Abstract
3238
Introduction: Increasing cancer incidence and mortality has mandated cancer research to learn from existing data by gathering maximum information related to the disease. Medical imaging reports contain rich essential content related to disease type, stage and outcome but exist as free text. Extraction of these information manually from bulk of such unstructured text reports is laborious. The use of NLP tools for information extraction from radiology reports can make it less cumbersome and more effective. In this study, we have developed a machine learning model for extraction of lung carcinoma disease identification phrases from radiology reports.
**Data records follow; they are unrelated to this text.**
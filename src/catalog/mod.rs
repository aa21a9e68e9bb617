//! Fixed style catalogs.
//!
//! A catalog is an ordered, immutable list of entries for one style
//! category. Selection is always `seed % len`, so any seed maps to a valid
//! entry. Catalog order is part of the output contract: reordering or
//! resizing a catalog changes the identity of every site that indexes it.
//!
//! Enumerated axes implement [`StyleOption`], which ties each enum to its
//! catalog slice and its serialized token.

/// Declares a closed style axis: the enum, its catalog and its tokens.
macro_rules! style_axis {
    (
        $(#[$meta:meta])*
        $name:ident: $axis:literal {
            $( $(#[$vmeta:meta])* $variant:ident => $token:literal ),+ $(,)?
        }
    ) => {
        $(#[$meta])*
        #[derive(Debug, Clone, Copy, PartialEq, Eq, Hash, PartialOrd, Ord, serde::Serialize, serde::Deserialize)]
        #[cfg_attr(feature = "jsonschema", derive(schemars::JsonSchema))]
        pub enum $name {
            $(
                $(#[$vmeta])*
                #[serde(rename = $token)]
                $variant,
            )+
        }

        impl $crate::catalog::StyleOption for $name {
            const AXIS: &'static str = $axis;
            const ALL: &'static [Self] = &[$(Self::$variant),+];

            fn as_str(self) -> &'static str {
                match self {
                    $(Self::$variant => $token,)+
                }
            }
        }

        impl std::fmt::Display for $name {
            fn fmt(&self, f: &mut std::fmt::Formatter<'_>) -> std::fmt::Result {
                f.write_str($crate::catalog::StyleOption::as_str(*self))
            }
        }

        impl std::str::FromStr for $name {
            type Err = $crate::error::Error;

            fn from_str(s: &str) -> std::result::Result<Self, Self::Err> {
                <Self as $crate::catalog::StyleOption>::parse_token(s)
            }
        }
    };
}

mod fonts;
mod layout;
mod palettes;
mod sections;

pub use fonts::{FONT_PAIRS, FontPair};
pub use layout::{
    AnimationStyle, BackgroundPattern, BorderRadius, ButtonStyle, CardLayout, CardStyle,
    CtaPlacement, CtaStyle, FooterStyle, HeroStyle, HeroVariant, ImageStyle, NavStyle,
    ShadowStyle, SpacingScale, TypographyScale,
};
pub use palettes::{PALETTES, Palette};
pub use sections::{SECTION_ORDERS, Section, SectionOrder};

use crate::error::{Error, Result};

// ============================================================================
// StyleOption
// ============================================================================

/// An enumerated style axis backed by a fixed catalog.
pub trait StyleOption: Copy + PartialEq + 'static {
    /// Axis name used in error messages and logs.
    const AXIS: &'static str;

    /// Every value of the axis, in catalog order.
    const ALL: &'static [Self];

    /// The token used in class names and serialized output.
    fn as_str(self) -> &'static str;

    /// Selects the catalog entry for `seed`.
    fn select(seed: u64) -> Self {
        pick(Self::ALL, seed)
    }

    /// Position of this value within [`ALL`](Self::ALL).
    fn index(self) -> usize {
        Self::ALL
            .iter()
            .position(|candidate| *candidate == self)
            .unwrap_or_default()
    }

    /// Parses a catalog token.
    fn parse_token(token: &str) -> Result<Self> {
        Self::ALL
            .iter()
            .copied()
            .find(|candidate| candidate.as_str() == token)
            .ok_or_else(|| Error::UnknownStyle {
                axis: Self::AXIS,
                value: token.to_string(),
            })
    }
}

/// Reduces `seed` to an index into a catalog of `len` entries.
///
/// `len` must be non-zero; every catalog in this crate is.
pub fn index_for(seed: u64, len: usize) -> usize {
    debug_assert!(len > 0, "catalogs are never empty");
    (seed % len as u64) as usize
}

/// Picks the catalog entry for `seed`.
pub fn pick<T: Copy>(catalog: &[T], seed: u64) -> T {
    catalog[index_for(seed, catalog.len())]
}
Methods: This study was approved by the IEC of the hospital as a retrospective study with waiver of consent form. A corpus of 1500 radiology reports including Computed Tomography (CT) as well as Positron Emission Tomography/ Computed Tomography (PET/CT) reports consisting of lung cancer, oesophagus cancer, stomach cancer and soft tissue sarcomas were used for this study. Report extraction, data selection, anonymisation, cleaning and text pre-processing (tokenization, stop word removal, and special character removal) were carried out using Python script developed in-house. 3 models namely, XGBoost, Bi-LSTM_Simple (5 layers) and Bi-LSTM_Dropout (13 layers including dropout layers) were used. The models were trained to classify reports as containing any of the three concepts (Lung carcinoma, Lung Non-Small Cell Carcinoma and Lung Small Cell Carcinoma) or none. The first model uses decision trees for prediction and other two models were deep learning models based on bidirectional long short term memory neural networks. For the XGBoost model nested 5-fold stratified cross validation (CV) was performed with 20 trials. For the two Bi-LSTM models the corpus was split into training and test sets (70:30). We calculated the accuracy, sensitivity, and F1 score for the models.
Results: For the XGBoost model, the mean accuracy was 0.748(0.006), overall sensitivity and F1 score were 0.75 and 0.74 respectively. The Bi-LSTM_simple model gave overall sensitivity and F1 score of 0.75 and 0.74 respectively and accuracy score for test was 0.72. The Bi-LSTM_dropout model gave overall sensitivity and F1 score for identification of reports with the listed concepts of 0.76 and 0.75 respectively and accuracy score for training for test was 0.76.
Conclusions: All three models had comparable performance with Bi-LSTM_dropout model having relatively better performance for classification of lung cancer reports based on pre-defined clinical concepts. However, the limitations of our study are non-inclusion of negation detection and external validation.